Stored items:
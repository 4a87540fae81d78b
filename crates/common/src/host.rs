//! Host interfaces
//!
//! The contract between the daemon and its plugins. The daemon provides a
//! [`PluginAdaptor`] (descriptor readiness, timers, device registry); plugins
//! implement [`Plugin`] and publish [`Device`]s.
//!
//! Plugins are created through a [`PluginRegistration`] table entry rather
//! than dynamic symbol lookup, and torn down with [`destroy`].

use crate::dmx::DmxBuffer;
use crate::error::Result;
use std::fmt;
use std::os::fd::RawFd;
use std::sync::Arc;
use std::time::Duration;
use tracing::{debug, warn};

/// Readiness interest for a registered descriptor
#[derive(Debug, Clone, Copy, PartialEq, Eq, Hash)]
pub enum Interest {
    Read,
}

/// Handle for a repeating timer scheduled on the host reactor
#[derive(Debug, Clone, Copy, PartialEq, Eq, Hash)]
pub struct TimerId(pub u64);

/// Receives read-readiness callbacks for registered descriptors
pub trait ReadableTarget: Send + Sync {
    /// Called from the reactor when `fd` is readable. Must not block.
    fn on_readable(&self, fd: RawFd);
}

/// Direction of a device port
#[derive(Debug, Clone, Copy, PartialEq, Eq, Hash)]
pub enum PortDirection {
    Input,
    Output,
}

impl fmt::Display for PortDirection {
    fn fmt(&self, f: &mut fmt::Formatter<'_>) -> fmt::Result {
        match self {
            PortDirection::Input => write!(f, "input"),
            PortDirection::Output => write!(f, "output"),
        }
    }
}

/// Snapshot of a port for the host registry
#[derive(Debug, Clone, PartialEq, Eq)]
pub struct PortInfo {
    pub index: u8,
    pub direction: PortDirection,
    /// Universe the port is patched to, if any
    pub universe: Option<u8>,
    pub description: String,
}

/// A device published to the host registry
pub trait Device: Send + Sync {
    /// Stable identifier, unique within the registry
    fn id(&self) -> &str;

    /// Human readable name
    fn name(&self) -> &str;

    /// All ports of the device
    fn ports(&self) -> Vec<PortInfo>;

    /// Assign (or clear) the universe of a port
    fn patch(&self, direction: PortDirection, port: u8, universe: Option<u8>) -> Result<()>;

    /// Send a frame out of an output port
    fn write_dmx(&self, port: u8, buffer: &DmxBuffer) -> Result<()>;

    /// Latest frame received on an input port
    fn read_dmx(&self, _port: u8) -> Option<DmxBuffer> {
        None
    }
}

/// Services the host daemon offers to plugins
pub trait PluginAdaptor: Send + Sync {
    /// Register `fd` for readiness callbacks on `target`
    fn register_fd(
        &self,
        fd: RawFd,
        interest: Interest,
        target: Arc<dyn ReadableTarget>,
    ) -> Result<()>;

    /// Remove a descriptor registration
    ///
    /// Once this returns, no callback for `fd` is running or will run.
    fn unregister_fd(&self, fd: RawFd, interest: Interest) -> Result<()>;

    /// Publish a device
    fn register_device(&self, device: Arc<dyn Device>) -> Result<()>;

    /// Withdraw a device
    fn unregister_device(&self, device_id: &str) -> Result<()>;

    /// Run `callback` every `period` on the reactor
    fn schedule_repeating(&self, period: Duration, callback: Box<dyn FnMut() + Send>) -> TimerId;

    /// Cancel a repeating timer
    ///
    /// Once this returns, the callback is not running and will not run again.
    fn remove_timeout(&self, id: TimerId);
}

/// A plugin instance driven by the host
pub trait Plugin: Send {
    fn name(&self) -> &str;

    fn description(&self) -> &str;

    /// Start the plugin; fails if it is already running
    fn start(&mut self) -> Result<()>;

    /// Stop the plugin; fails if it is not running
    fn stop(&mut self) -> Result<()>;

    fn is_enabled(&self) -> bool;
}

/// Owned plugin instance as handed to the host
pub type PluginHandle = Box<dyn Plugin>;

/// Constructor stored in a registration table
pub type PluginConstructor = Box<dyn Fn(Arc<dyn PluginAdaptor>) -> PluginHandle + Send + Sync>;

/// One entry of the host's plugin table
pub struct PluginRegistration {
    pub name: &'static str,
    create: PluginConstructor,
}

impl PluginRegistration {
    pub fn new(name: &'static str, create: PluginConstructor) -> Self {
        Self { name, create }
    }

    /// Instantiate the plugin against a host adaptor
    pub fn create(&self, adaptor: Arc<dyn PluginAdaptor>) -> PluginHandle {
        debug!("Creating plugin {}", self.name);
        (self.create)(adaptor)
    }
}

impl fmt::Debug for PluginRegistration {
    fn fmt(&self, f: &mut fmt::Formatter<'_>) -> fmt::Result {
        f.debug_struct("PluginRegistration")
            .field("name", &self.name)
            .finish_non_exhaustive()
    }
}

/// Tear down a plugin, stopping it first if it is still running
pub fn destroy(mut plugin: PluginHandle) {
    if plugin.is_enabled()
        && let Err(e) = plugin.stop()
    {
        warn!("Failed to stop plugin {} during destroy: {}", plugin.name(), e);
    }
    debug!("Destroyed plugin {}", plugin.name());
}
* * *
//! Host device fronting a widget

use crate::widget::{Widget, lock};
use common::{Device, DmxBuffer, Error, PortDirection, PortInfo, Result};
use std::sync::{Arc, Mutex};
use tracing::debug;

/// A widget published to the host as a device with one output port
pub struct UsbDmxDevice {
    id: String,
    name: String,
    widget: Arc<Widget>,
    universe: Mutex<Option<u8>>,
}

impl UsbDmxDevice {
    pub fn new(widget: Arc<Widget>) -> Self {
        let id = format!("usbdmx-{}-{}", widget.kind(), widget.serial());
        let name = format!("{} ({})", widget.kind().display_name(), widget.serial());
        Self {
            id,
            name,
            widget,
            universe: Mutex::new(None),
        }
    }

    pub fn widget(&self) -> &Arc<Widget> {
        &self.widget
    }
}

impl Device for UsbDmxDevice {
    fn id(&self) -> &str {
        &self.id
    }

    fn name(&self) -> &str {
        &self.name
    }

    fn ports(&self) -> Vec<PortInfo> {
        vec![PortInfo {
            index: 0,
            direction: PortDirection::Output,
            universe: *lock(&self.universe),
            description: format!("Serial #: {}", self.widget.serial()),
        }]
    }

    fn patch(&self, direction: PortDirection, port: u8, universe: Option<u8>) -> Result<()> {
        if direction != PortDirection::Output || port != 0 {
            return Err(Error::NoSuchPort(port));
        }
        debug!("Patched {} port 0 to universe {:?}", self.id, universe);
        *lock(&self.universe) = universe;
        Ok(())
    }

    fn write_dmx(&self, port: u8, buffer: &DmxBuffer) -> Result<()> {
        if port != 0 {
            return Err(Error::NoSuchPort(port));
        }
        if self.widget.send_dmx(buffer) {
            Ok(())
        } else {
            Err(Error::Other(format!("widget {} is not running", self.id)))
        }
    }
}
---
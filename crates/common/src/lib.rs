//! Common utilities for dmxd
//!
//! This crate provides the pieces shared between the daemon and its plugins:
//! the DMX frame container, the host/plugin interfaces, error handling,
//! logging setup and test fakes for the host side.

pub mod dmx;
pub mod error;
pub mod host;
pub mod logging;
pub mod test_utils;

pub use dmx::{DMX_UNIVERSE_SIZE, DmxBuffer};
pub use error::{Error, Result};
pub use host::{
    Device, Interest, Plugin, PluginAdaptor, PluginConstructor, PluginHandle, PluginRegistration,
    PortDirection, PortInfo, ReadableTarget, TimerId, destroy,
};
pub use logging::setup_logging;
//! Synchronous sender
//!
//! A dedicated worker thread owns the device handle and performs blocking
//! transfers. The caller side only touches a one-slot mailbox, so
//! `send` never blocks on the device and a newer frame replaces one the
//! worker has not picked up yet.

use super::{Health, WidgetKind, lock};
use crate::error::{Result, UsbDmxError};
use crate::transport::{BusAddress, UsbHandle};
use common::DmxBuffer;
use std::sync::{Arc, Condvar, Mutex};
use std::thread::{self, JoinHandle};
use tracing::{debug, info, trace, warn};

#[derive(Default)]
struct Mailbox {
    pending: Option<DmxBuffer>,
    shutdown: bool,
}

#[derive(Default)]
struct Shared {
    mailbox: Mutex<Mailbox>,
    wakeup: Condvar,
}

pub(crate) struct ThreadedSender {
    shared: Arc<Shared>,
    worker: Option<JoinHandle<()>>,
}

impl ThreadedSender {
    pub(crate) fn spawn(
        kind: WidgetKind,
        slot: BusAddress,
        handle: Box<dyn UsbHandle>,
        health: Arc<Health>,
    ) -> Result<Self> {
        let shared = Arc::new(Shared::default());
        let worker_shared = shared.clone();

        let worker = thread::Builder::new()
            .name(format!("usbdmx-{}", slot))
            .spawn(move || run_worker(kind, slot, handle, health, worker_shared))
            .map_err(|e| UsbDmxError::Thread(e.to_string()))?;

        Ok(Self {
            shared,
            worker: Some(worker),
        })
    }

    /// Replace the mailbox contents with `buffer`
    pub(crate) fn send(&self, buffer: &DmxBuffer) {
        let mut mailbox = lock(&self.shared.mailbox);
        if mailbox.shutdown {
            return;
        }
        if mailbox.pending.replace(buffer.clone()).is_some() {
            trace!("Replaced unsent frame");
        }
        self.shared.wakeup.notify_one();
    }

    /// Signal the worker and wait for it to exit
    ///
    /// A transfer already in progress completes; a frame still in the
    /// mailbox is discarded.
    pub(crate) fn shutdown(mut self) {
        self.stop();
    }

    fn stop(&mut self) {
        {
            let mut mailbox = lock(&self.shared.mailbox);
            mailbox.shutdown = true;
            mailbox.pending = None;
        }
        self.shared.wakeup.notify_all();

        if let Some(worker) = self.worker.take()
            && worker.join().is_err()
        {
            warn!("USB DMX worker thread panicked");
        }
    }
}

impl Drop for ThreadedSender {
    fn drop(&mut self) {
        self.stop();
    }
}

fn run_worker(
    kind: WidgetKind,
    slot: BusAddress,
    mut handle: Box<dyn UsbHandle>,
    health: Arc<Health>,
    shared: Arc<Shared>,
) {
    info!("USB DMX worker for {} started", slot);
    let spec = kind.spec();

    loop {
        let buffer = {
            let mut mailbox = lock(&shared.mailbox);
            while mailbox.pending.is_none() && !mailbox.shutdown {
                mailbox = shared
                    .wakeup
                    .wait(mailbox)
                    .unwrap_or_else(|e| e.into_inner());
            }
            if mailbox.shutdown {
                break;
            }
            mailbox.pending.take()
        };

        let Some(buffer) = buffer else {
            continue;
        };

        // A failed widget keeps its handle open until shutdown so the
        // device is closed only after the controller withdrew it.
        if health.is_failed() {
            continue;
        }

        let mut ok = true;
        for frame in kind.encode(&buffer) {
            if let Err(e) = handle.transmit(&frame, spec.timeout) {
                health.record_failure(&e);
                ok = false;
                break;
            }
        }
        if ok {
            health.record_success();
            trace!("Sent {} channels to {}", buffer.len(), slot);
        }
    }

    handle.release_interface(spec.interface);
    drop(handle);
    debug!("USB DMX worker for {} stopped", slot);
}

[INSTRUCTIONS FOR THE TASK]:
Find the lines above that contain the string "wakeup" and answer with how many there are, nothing else.

[WRITTEN RESPONSE]:
4